- **TASK REQUIREMENTS**: Using the data below, copy every line that contains the word "next".

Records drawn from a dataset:
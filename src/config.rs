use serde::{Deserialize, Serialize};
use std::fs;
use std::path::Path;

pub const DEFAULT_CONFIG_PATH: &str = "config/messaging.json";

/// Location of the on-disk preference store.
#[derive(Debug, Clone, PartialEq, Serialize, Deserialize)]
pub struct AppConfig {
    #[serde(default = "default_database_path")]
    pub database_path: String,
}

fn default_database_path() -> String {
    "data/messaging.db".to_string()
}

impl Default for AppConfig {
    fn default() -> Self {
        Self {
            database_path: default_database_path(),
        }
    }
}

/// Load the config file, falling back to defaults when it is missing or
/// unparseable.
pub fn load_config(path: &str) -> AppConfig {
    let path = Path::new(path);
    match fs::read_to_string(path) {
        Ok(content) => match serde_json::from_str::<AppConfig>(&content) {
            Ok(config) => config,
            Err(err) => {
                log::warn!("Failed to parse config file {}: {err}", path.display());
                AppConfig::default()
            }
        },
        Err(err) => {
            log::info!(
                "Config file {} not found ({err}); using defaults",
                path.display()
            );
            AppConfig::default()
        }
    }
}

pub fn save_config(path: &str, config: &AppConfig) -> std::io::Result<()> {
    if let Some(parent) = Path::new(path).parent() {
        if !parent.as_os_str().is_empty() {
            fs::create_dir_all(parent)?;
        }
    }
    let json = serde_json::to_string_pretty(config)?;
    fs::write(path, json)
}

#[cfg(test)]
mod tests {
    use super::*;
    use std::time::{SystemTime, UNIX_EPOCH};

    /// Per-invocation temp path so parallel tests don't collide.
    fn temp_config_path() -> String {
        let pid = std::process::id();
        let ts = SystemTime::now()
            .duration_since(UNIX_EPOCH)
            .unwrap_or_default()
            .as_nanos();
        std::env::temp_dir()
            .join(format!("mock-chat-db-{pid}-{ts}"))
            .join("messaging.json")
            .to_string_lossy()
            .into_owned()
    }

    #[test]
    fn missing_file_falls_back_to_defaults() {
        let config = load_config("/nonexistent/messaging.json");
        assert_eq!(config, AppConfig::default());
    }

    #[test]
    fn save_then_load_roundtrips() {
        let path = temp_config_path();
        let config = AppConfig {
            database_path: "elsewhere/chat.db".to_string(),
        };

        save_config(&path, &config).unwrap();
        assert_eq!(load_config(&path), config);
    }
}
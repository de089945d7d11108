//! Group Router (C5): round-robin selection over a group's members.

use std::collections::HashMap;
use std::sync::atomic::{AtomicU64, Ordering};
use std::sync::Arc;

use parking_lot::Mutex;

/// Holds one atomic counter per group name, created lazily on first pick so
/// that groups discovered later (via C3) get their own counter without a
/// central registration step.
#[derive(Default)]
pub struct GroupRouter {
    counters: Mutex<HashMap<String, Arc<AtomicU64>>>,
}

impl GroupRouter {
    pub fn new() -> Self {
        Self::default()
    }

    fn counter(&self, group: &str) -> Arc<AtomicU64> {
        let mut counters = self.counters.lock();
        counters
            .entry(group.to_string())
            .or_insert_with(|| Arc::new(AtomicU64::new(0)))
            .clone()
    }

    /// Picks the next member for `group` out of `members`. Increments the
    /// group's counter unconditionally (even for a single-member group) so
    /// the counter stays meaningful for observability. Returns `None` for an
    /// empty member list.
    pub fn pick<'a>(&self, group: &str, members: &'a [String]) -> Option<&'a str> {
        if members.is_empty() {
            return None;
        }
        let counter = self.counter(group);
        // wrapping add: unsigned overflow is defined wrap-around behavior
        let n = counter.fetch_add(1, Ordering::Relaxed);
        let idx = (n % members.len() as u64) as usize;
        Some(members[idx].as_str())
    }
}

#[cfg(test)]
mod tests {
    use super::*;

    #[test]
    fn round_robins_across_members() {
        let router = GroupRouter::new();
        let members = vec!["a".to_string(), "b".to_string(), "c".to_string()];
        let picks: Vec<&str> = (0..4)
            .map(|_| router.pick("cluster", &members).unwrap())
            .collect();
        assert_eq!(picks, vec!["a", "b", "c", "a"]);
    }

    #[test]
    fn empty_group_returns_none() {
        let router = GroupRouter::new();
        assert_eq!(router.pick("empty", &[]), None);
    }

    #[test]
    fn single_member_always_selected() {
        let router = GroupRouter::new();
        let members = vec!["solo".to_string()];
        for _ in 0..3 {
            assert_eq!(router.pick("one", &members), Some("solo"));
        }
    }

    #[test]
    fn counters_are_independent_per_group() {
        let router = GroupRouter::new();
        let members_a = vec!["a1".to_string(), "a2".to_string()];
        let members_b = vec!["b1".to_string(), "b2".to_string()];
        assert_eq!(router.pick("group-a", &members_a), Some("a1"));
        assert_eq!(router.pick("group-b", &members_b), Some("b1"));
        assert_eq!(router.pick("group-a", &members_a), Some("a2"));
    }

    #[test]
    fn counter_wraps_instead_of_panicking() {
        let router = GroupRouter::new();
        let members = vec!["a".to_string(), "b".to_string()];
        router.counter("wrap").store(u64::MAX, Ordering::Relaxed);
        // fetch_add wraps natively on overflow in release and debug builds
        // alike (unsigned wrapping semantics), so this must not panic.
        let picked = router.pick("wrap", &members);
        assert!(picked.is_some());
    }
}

...

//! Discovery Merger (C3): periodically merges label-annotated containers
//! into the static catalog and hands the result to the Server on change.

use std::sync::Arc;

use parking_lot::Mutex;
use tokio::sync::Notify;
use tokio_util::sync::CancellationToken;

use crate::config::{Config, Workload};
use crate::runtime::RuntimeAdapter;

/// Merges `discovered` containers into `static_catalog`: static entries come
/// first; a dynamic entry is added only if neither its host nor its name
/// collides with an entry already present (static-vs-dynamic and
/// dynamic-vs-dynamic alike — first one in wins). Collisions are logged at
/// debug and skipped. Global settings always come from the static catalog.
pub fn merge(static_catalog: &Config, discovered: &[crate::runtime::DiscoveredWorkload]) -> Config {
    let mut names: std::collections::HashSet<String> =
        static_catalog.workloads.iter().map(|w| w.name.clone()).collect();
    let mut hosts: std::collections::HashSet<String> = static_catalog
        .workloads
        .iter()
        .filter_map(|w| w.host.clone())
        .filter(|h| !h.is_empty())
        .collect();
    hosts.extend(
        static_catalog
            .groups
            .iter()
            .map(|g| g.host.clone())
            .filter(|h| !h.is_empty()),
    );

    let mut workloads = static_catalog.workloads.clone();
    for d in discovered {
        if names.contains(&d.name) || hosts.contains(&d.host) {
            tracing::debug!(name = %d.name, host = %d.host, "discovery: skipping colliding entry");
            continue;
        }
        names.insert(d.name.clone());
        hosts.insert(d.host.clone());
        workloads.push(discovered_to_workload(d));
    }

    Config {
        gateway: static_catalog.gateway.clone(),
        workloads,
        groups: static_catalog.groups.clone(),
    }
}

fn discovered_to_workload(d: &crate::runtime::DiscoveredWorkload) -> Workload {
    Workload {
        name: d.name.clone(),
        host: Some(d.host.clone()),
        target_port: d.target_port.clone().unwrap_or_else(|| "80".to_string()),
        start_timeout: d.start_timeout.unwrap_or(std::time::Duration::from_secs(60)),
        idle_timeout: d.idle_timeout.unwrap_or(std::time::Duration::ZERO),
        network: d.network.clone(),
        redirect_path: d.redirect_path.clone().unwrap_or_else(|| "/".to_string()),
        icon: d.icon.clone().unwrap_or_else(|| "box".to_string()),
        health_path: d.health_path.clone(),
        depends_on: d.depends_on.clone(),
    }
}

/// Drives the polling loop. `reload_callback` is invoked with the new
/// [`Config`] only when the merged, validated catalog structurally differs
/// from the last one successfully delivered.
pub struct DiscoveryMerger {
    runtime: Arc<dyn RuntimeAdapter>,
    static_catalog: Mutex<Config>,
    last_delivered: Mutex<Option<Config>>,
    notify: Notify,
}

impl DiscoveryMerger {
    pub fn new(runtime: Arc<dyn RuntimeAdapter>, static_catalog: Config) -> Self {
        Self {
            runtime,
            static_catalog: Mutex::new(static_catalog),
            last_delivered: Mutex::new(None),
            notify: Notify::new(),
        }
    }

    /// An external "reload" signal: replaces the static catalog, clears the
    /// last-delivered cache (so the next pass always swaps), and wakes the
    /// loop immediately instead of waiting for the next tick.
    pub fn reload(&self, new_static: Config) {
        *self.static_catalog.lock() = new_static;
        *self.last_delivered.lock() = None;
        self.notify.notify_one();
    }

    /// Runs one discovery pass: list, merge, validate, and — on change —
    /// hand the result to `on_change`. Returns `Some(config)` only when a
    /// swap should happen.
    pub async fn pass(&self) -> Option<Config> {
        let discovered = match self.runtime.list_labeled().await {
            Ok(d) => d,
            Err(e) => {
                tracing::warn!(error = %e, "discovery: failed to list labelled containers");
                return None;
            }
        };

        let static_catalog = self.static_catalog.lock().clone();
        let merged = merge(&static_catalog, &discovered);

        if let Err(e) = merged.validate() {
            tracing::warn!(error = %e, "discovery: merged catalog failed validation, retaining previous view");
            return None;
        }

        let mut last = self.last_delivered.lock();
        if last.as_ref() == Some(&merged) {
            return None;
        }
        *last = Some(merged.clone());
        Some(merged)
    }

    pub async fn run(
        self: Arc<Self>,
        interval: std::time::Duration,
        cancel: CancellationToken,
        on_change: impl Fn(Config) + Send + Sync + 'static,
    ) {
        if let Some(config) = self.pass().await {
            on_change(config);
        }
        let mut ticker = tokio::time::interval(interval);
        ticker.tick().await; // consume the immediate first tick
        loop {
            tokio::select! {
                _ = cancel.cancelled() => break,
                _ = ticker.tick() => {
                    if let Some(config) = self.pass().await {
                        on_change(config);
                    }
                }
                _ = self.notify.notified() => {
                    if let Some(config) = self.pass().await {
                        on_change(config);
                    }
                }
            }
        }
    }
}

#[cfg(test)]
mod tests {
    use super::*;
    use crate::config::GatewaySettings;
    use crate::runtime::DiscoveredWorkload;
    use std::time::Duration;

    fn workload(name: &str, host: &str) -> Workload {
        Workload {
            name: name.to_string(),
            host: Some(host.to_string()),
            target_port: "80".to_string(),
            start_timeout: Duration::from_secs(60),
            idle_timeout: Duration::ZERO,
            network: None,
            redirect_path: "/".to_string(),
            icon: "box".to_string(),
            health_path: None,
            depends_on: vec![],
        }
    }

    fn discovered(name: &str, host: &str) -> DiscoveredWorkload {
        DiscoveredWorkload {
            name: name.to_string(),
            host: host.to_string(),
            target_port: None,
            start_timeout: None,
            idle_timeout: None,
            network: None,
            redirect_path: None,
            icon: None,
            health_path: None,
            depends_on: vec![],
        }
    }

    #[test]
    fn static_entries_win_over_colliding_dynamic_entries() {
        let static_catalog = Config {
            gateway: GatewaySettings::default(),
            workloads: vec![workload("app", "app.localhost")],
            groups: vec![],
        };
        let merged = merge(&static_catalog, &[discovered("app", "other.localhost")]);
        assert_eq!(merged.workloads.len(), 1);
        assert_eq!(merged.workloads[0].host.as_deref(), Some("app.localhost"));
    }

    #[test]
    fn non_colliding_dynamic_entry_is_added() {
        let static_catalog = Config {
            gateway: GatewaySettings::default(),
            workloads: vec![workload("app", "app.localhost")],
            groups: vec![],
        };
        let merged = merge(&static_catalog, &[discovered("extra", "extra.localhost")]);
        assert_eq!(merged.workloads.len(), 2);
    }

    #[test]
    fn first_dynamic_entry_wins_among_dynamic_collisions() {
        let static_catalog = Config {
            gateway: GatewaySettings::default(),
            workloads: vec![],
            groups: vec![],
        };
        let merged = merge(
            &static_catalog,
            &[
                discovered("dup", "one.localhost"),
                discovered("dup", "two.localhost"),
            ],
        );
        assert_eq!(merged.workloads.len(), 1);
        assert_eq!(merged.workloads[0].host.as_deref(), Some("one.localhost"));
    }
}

- **EXERCISE OUTPUT**:
    /// Picks the next member for `group` out of `members`. Increments the
    /// last-delivered cache (so the next pass always swaps), and wakes the
    /// loop immediately instead of waiting for the next tick.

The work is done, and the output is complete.